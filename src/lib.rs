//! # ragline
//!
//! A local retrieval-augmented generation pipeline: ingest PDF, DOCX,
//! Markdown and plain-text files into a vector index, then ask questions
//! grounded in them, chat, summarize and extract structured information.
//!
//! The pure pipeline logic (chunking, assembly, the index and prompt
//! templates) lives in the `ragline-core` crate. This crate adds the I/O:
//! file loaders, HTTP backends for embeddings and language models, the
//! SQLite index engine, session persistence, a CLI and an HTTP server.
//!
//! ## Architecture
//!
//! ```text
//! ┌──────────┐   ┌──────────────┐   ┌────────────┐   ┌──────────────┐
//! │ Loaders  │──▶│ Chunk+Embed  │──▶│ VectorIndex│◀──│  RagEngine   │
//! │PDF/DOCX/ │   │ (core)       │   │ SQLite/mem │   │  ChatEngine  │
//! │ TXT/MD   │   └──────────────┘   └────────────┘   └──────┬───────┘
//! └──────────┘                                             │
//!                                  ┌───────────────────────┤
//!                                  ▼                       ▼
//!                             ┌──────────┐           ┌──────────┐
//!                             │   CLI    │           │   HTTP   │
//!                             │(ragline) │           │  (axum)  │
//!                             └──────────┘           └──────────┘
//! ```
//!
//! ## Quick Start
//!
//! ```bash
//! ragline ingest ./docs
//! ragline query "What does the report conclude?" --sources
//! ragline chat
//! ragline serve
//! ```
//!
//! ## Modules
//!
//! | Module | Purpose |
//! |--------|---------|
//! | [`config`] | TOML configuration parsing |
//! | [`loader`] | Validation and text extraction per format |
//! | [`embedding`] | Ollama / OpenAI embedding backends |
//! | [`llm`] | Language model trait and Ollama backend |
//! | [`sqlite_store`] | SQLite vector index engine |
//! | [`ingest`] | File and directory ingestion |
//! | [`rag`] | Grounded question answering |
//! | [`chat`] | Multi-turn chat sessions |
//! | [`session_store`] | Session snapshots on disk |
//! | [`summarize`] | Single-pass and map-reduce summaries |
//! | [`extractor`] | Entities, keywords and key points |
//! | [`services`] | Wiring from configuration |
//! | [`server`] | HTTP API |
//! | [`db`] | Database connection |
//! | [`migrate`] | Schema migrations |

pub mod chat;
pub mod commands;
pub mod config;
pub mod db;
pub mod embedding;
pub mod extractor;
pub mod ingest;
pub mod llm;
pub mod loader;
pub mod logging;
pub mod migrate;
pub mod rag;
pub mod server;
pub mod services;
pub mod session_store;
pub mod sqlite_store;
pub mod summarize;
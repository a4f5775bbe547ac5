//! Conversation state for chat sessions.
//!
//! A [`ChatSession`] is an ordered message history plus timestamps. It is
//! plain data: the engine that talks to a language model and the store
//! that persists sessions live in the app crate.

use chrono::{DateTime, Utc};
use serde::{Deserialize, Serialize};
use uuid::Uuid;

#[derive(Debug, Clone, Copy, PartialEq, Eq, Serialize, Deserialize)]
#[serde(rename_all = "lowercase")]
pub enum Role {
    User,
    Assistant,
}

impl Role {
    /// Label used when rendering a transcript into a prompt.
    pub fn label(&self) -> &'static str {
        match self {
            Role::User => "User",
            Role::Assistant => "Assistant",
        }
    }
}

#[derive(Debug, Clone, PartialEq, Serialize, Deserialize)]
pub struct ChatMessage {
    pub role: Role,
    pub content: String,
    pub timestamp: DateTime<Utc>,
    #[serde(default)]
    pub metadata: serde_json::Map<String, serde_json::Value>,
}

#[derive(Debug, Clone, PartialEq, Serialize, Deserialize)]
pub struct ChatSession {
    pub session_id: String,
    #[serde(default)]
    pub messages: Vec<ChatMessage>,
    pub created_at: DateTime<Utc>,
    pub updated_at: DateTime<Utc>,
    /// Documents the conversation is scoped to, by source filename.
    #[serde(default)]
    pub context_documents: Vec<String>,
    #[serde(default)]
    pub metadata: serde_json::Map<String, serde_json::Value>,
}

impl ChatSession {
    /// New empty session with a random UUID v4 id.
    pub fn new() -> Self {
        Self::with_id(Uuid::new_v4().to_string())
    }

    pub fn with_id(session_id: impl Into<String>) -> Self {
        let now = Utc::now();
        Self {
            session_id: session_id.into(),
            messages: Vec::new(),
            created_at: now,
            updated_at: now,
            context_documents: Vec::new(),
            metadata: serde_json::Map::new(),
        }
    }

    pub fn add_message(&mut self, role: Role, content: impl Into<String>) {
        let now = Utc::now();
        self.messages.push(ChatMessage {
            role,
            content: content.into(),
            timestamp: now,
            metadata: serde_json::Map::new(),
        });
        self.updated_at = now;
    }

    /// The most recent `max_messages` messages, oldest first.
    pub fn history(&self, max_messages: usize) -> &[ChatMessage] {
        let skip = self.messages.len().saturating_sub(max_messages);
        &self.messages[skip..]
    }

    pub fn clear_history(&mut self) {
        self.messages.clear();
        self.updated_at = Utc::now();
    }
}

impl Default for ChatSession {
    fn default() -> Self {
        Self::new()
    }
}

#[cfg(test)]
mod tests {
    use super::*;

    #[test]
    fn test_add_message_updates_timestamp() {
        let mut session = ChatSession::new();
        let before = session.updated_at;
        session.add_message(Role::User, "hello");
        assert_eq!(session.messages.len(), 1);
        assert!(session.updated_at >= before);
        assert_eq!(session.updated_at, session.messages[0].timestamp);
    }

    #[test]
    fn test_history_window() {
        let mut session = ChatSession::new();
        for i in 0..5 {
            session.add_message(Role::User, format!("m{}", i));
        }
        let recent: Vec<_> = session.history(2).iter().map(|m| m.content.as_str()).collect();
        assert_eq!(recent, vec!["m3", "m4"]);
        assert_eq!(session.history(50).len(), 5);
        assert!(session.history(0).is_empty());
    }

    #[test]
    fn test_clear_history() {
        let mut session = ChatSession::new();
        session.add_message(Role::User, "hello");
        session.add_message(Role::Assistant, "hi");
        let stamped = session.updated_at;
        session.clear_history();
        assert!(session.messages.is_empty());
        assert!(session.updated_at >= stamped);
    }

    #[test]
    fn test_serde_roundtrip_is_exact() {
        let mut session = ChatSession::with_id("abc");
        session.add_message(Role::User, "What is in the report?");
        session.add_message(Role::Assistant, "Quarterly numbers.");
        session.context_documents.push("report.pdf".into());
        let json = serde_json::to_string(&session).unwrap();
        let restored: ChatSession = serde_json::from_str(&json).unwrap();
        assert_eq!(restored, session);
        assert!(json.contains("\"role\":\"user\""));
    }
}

+ + + +

TO DO
Pull out each line of the entries that contains "ingest".

WRITTEN ANSWER
//! A local retrieval-augmented generation pipeline: ingest PDF, DOCX,
//! ragline ingest ./docs
//! | [`ingest`] | File and directory ingestion |
pub mod ingest;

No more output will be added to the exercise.